Requirement: Could you give every record again, exactly as it reads?

Excerpted records:
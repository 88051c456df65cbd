//! 栅格图片
//!
//! 图片在服务边界上以带 `data:image/png;base64,` 前缀的 PNG 传输

use std::io::Cursor;

use base64::{engine::general_purpose::STANDARD, Engine as _};
use ::image::{ImageFormat, Rgba, RgbaImage};

use super::errors::ImageCodecError;

const DATA_URI_IMAGE_PREFIX: &str = "data:image/";
const DATA_URI_BASE64_MARKER: &str = ";base64,";
const PNG_DATA_URI_PREFIX: &str = "data:image/png;base64,";

/// 去掉 `data:image/<type>;base64,` 前缀，返回纯 Base64 数据
///
/// `<type>` 只接受字母、数字和下划线；其他输入原样返回
pub fn strip_data_uri_prefix(data: &str) -> &str {
    let Some(rest) = data.strip_prefix(DATA_URI_IMAGE_PREFIX) else {
        return data;
    };
    let Some(pos) = rest.find(DATA_URI_BASE64_MARKER) else {
        return data;
    };

    let mime_subtype = &rest[..pos];
    let valid = !mime_subtype.is_empty()
        && mime_subtype
            .chars()
            .all(|c| c.is_ascii_alphanumeric() || c == '_');
    if valid {
        &rest[pos + DATA_URI_BASE64_MARKER.len()..]
    } else {
        data
    }
}

/// 栅格图片（RGBA8）
///
/// 拼接时只读取输入图片，结果写入新的画布
#[derive(Debug, Clone, PartialEq, Eq)]
pub struct RasterImage {
    pixels: RgbaImage,
}

impl RasterImage {
    pub fn new(pixels: RgbaImage) -> Self {
        Self { pixels }
    }

    /// 纯色图片
    pub fn filled(width: u32, height: u32, color: [u8; 4]) -> Self {
        Self::new(RgbaImage::from_pixel(width, height, Rgba(color)))
    }

    /// 从原始 RGBA8 像素构建
    pub fn from_rgba(width: u32, height: u32, data: Vec<u8>) -> Result<Self, ImageCodecError> {
        RgbaImage::from_raw(width, height, data)
            .map(Self::new)
            .ok_or(ImageCodecError::InvalidBuffer { width, height })
    }

    /// 从编码后的图片字节（PNG/JPEG/WebP）解码
    pub fn from_bytes(bytes: &[u8]) -> Result<Self, ImageCodecError> {
        let decoded =
            ::image::load_from_memory(bytes).map_err(|e| ImageCodecError::Decode(e.to_string()))?;
        Ok(Self::new(decoded.to_rgba8()))
    }

    /// 从 Base64（可带 data URI 前缀）解码
    pub fn from_base64(data: &str) -> Result<Self, ImageCodecError> {
        let payload = strip_data_uri_prefix(data.trim());
        let bytes = STANDARD
            .decode(payload)
            .map_err(|e| ImageCodecError::Base64(e.to_string()))?;
        Self::from_bytes(&bytes)
    }

    pub fn width(&self) -> u32 {
        self.pixels.width()
    }

    pub fn height(&self) -> u32 {
        self.pixels.height()
    }

    pub fn pixels(&self) -> &RgbaImage {
        &self.pixels
    }

    /// 编码为 PNG 字节
    pub fn to_png_bytes(&self) -> Result<Vec<u8>, ImageCodecError> {
        let mut buf = Vec::new();
        self.pixels
            .write_to(&mut Cursor::new(&mut buf), ImageFormat::Png)
            .map_err(|e| ImageCodecError::Encode(e.to_string()))?;
        Ok(buf)
    }

    /// 编码为 `data:image/png;base64,...`
    pub fn to_data_uri(&self) -> Result<String, ImageCodecError> {
        let png = self.to_png_bytes()?;
        Ok(format!("{}{}", PNG_DATA_URI_PREFIX, STANDARD.encode(png)))
    }
}

#[cfg(test)]
mod tests {
    use super::*;

    #[test]
    fn test_strip_data_uri_prefix() {
        assert_eq!(strip_data_uri_prefix("data:image/png;base64,AAAA"), "AAAA");
        assert_eq!(strip_data_uri_prefix("data:image/jpeg;base64,BBBB"), "BBBB");
        assert_eq!(strip_data_uri_prefix("AAAA"), "AAAA");
        assert_eq!(
            strip_data_uri_prefix("data:image/svg+xml;base64,CCCC"),
            "data:image/svg+xml;base64,CCCC"
        );
        assert_eq!(
            strip_data_uri_prefix("data:text/plain;base64,DDDD"),
            "data:text/plain;base64,DDDD"
        );
    }

    #[test]
    fn test_data_uri_round_trip_keeps_pixels() {
        let img = RasterImage::filled(3, 2, [10, 20, 30, 255]);
        let uri = img.to_data_uri().unwrap();

        assert!(uri.starts_with("data:image/png;base64,"));
        let decoded = RasterImage::from_base64(&uri).unwrap();
        assert_eq!(decoded, img);
    }

    #[test]
    fn test_from_base64_rejects_garbage() {
        assert!(matches!(
            RasterImage::from_base64("not base64!!"),
            Err(ImageCodecError::Base64(_))
        ));
        // 合法 Base64 但不是图片
        assert!(matches!(
            RasterImage::from_base64("aGVsbG8="),
            Err(ImageCodecError::Decode(_))
        ));
    }

    #[test]
    fn test_from_rgba_checks_buffer_size() {
        assert!(RasterImage::from_rgba(2, 2, vec![0; 16]).is_ok());
        assert!(matches!(
            RasterImage::from_rgba(2, 2, vec![0; 3]),
            Err(ImageCodecError::InvalidBuffer { width: 2, height: 2 })
        ));
    }
}
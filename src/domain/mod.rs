//! Domain Layer - 领域层
//!
//! 包含三个限界上下文:
//! - Style Context: 风格分析
//! - Article Context: 大纲与提示词
//! - Image Context: 栅格图片与拼接
//!
//! 以及共享的文本工具（分段、折行）

pub mod article;
pub mod image;
pub mod style;

mod line_wrapper;
mod text_segmenter;

pub use line_wrapper::{wrap_lines, DEFAULT_LINE_LENGTH};
pub use text_segmenter::{segment_text, SegmentConfig, DEFAULT_MAX_CHARS};
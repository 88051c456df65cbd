//! 应用层 - 命令
//!
//! 每个用例一个命令，处理器在 handlers 中

mod article_commands;
mod handwriting_commands;
mod style_commands;
mod workflow_commands;

pub mod handlers;

pub use article_commands::*;
pub use handwriting_commands::*;
pub use style_commands::*;
pub use workflow_commands::*;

Expected output:
repository 88051c456df65cbd
//! 栅格图片
//!
//! 图片在服务边界上以带 `data:image/png;base64,` 前缀的 PNG 传输

use std::io::Cursor;

use base64::{engine::general_purpose::STANDARD, Engine as _};
use ::image::{ImageFormat, Rgba, RgbaImage};

use super::errors::ImageCodecError;

const DATA_URI_IMAGE_PREFIX: &str = "data:image/";
const DATA_URI_BASE64_MARKER: &str = ";base64,";
const PNG_DATA_URI_PREFIX: &str = "data:image/png;base64,";

/// 去掉 `data:image/<type>;base64,` 前缀，返回纯 Base64 数据
///
/// `<type>` 只接受字母、数字和下划线；其他输入原样返回
pub fn strip_data_uri_prefix(data: &str) -> &str {
    let Some(rest) = data.strip_prefix(DATA_URI_IMAGE_PREFIX) else {
        return data;
    };
    let Some(pos) = rest.find(DATA_URI_BASE64_MARKER) else {
        return data;
    };

    let mime_subtype = &rest[..pos];
    let valid = !mime_subtype.is_empty()
        && mime_subtype
            .chars()
            .all(|c| c.is_ascii_alphanumeric() || c == '_');
    if valid {
        &rest[pos + DATA_URI_BASE64_MARKER.len()..]
    } else {
        data
    }
}

/// 栅格图片（RGBA8）
///
/// 拼接时只读取输入图片，结果写入新的画布
#[derive(Debug, Clone, PartialEq, Eq)]
pub struct RasterImage {
    pixels: RgbaImage,
}

impl RasterImage {
    pub fn new(pixels: RgbaImage) -> Self {
        Self { pixels }
    }

    /// 纯色图片
    pub fn filled(width: u32, height: u32, color: [u8; 4]) -> Self {
        Self::new(RgbaImage::from_pixel(width, height, Rgba(color)))
    }

    /// 从原始 RGBA8 像素构建
    pub fn from_rgba(width: u32, height: u32, data: Vec<u8>) -> Result<Self, ImageCodecError> {
        RgbaImage::from_raw(width, height, data)
            .map(Self::new)
            .ok_or(ImageCodecError::InvalidBuffer { width, height })
    }

    /// 从编码后的图片字节（PNG/JPEG/WebP）解码
    pub fn from_bytes(bytes: &[u8]) -> Result<Self, ImageCodecError> {
        let decoded =
            ::image::load_from_memory(bytes).map_err(|e| ImageCodecError::Decode(e.to_string()))?;
        Ok(Self::new(decoded.to_rgba8()))
    }

    /// 从 Base64（可带 data URI 前缀）解码
    pub fn from_base64(data: &str) -> Result<Self, ImageCodecError> {
        let payload = strip_data_uri_prefix(data.trim());
        let bytes = STANDARD
            .decode(payload)
            .map_err(|e| ImageCodecError::Base64(e.to_string()))?;
        Self::from_bytes(&bytes)
    }

    pub fn width(&self) -> u32 {
        self.pixels.width()
    }

    pub fn height(&self) -> u32 {
        self.pixels.height()
    }

    pub fn pixels(&self) -> &RgbaImage {
        &self.pixels
    }

    /// 编码为 PNG 字节
    pub fn to_png_bytes(&self) -> Result<Vec<u8>, ImageCodecError> {
        let mut buf = Vec::new();
        self.pixels
            .write_to(&mut Cursor::new(&mut buf), ImageFormat::Png)
            .map_err(|e| ImageCodecError::Encode(e.to_string()))?;
        Ok(buf)
    }

    /// 编码为 `data:image/png;base64,...`
    pub fn to_data_uri(&self) -> Result<String, ImageCodecError> {
        let png = self.to_png_bytes()?;
        Ok(format!("{}{}", PNG_DATA_URI_PREFIX, STANDARD.encode(png)))
    }
}

#[cfg(test)]
mod tests {
    use super::*;

    #[test]
    fn test_strip_data_uri_prefix() {
        assert_eq!(strip_data_uri_prefix("data:image/png;base64,AAAA"), "AAAA");
        assert_eq!(strip_data_uri_prefix("data:image/jpeg;base64,BBBB"), "BBBB");
        assert_eq!(strip_data_uri_prefix("AAAA"), "AAAA");
        assert_eq!(
            strip_data_uri_prefix("data:image/svg+xml;base64,CCCC"),
            "data:image/svg+xml;base64,CCCC"
        );
        assert_eq!(
            strip_data_uri_prefix("data:text/plain;base64,DDDD"),
            "data:text/plain;base64,DDDD"
        );
    }

    #[test]
    fn test_data_uri_round_trip_keeps_pixels() {
        let img = RasterImage::filled(3, 2, [10, 20, 30, 255]);
        let uri = img.to_data_uri().unwrap();

        assert!(uri.starts_with("data:image/png;base64,"));
        let decoded = RasterImage::from_base64(&uri).unwrap();
        assert_eq!(decoded, img);
    }

    #[test]
    fn test_from_base64_rejects_garbage() {
        assert!(matches!(
            RasterImage::from_base64("not base64!!"),
            Err(ImageCodecError::Base64(_))
        ));
        // 合法 Base64 但不是图片
        assert!(matches!(
            RasterImage::from_base64("aGVsbG8="),
            Err(ImageCodecError::Decode(_))
        ));
    }

    #[test]
    fn test_from_rgba_checks_buffer_size() {
        assert!(RasterImage::from_rgba(2, 2, vec![0; 16]).is_ok());
        assert!(matches!(
            RasterImage::from_rgba(2, 2, vec![0; 3]),
            Err(ImageCodecError::InvalidBuffer { width: 2, height: 2 })
        ));
    }
}
filename src/domain/mod.rs
//! Domain Layer - 领域层
//!
//! 包含三个限界上下文:
//! - Style Context: 风格分析
//! - Article Context: 大纲与提示词
//! - Image Context: 栅格图片与拼接
//!
//! 以及共享的文本工具（分段、折行）

pub mod article;
pub mod image;
pub mod style;

mod line_wrapper;
mod text_segmenter;

pub use line_wrapper::{wrap_lines, DEFAULT_LINE_LENGTH};
pub use text_segmenter::{segment_text, SegmentConfig, DEFAULT_MAX_CHARS};
repository 88051c456df65cbd
//! 应用层 - 命令
//!
//! 每个用例一个命令，处理器在 handlers 中

mod article_commands;
mod handwriting_commands;
mod style_commands;
mod workflow_commands;

pub mod handlers;

pub use article_commands::*;
pub use handwriting_commands::*;
pub use style_commands::*;
pub use workflow_commands::*;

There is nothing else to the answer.